### ASSIGNED TASK
The line containing "use crate::config::xdg;" marks the end, so write out exactly every line from the top of the entries below through that one.

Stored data
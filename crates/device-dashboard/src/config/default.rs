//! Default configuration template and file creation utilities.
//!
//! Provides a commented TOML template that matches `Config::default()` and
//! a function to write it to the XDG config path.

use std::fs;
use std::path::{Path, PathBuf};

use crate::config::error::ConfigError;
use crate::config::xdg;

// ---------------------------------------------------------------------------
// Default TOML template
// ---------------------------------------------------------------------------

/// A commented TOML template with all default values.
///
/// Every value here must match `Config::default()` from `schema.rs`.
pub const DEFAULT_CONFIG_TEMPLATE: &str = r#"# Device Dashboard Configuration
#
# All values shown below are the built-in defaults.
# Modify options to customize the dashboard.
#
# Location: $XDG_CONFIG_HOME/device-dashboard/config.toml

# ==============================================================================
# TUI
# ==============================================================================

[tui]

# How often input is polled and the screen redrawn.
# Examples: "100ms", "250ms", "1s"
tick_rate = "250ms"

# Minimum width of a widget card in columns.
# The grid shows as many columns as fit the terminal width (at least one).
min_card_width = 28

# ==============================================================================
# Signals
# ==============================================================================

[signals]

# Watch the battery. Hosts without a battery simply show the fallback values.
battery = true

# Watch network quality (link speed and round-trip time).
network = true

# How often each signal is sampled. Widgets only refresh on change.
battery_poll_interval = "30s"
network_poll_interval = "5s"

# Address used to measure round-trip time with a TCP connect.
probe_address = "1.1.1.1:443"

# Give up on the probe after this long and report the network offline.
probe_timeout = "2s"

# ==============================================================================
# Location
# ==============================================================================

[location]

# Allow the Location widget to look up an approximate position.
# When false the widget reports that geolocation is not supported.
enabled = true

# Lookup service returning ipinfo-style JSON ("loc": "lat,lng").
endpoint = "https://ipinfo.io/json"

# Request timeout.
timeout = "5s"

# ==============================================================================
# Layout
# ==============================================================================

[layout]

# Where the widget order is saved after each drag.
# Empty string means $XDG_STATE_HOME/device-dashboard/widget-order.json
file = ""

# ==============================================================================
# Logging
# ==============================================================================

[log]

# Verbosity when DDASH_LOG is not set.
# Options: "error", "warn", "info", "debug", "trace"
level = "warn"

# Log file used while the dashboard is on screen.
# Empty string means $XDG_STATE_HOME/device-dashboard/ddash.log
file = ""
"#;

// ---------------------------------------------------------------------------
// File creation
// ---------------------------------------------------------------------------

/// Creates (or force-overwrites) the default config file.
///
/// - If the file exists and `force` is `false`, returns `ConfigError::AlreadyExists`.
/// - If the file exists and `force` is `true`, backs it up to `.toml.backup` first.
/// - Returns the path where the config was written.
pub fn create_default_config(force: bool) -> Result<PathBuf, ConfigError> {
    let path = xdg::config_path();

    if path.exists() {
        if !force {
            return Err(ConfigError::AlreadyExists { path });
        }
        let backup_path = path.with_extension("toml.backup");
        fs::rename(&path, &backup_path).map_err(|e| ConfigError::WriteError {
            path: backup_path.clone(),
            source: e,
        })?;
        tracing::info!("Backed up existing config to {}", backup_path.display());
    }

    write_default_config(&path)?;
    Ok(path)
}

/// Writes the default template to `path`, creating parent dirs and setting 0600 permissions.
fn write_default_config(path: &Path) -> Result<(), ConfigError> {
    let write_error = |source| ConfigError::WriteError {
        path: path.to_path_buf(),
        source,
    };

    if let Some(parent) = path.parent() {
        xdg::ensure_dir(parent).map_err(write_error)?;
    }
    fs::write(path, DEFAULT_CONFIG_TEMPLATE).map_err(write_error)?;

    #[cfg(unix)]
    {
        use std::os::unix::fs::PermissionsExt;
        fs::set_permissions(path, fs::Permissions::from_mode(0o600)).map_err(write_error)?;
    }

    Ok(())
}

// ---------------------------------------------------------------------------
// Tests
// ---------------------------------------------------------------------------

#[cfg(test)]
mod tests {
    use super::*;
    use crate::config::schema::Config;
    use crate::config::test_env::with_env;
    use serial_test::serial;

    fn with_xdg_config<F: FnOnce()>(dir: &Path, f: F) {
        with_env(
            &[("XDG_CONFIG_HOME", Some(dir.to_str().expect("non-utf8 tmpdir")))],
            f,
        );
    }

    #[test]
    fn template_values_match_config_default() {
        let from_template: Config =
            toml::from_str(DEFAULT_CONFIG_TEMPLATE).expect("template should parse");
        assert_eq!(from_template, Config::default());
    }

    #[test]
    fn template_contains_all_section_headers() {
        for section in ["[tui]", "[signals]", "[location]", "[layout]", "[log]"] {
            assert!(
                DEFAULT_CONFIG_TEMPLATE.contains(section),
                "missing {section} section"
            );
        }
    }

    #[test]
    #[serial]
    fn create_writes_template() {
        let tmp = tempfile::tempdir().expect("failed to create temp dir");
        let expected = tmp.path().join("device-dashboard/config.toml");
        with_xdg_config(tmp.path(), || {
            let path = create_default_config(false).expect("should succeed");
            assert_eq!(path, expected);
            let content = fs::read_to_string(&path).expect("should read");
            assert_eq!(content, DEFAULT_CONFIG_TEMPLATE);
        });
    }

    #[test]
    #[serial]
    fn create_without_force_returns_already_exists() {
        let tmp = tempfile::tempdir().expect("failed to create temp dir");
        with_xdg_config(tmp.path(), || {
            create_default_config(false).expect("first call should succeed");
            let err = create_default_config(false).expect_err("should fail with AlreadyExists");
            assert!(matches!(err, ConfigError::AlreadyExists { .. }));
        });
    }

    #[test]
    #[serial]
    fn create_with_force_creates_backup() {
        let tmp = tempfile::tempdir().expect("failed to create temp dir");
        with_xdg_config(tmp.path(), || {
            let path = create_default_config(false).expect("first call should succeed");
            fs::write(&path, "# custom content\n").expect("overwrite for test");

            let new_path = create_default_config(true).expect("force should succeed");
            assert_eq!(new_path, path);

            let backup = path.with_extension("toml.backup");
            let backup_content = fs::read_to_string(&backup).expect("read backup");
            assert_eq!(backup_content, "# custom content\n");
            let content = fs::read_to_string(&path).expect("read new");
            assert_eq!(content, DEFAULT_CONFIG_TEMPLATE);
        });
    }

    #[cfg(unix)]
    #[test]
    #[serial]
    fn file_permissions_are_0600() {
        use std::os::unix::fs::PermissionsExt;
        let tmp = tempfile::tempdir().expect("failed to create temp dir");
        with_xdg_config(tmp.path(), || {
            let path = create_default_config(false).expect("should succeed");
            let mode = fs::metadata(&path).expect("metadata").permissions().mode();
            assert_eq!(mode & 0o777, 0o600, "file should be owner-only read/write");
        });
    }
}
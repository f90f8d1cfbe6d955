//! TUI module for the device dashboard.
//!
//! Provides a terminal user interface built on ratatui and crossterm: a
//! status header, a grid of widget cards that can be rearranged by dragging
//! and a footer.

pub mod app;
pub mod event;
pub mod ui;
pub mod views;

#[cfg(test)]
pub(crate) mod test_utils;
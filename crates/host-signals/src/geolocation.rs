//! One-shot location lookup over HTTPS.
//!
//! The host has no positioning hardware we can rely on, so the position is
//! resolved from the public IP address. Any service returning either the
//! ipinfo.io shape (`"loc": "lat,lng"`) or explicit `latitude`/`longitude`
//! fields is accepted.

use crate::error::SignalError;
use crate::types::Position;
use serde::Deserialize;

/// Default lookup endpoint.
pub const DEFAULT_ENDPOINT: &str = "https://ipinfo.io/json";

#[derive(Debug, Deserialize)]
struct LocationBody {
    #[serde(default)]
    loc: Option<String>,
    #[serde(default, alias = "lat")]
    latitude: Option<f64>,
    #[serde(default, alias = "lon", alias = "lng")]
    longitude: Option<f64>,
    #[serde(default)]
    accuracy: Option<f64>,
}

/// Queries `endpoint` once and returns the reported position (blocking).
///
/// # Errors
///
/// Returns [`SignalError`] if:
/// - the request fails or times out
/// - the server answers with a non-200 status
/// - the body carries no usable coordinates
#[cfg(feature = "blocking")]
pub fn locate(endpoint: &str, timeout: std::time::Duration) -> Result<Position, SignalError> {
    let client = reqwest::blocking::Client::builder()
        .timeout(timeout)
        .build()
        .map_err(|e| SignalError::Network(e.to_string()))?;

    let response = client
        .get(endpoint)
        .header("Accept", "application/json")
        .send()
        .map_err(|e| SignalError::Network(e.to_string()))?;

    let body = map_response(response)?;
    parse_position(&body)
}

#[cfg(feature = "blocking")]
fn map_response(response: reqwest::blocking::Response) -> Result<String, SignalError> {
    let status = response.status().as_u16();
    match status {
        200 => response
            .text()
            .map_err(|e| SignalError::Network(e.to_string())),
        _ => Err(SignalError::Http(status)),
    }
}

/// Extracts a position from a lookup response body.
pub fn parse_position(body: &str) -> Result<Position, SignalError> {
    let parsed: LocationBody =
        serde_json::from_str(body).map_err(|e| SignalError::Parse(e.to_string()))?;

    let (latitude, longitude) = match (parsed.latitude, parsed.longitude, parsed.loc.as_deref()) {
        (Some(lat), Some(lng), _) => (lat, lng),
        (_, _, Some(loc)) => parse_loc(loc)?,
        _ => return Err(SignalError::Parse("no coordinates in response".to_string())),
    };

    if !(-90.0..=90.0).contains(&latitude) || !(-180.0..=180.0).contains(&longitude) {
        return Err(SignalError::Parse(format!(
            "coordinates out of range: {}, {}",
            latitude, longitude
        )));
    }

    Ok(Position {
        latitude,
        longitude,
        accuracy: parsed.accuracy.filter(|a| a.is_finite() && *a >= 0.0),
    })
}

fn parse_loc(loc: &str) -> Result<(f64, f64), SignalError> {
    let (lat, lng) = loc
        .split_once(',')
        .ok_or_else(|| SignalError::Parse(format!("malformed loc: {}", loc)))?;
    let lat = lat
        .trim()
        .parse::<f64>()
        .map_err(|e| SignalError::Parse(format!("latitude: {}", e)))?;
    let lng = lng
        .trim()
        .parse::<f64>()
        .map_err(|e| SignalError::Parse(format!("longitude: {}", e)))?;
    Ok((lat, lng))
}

### EXERCISE ANSWER
filename crates/device-dashboard/src/config/default.rs
//! Default configuration template and file creation utilities.
//!
//! Provides a commented TOML template that matches `Config::default()` and
//! a function to write it to the XDG config path.

use std::fs;
use std::path::{Path, PathBuf};

use crate::config::error::ConfigError;
use crate::config::xdg;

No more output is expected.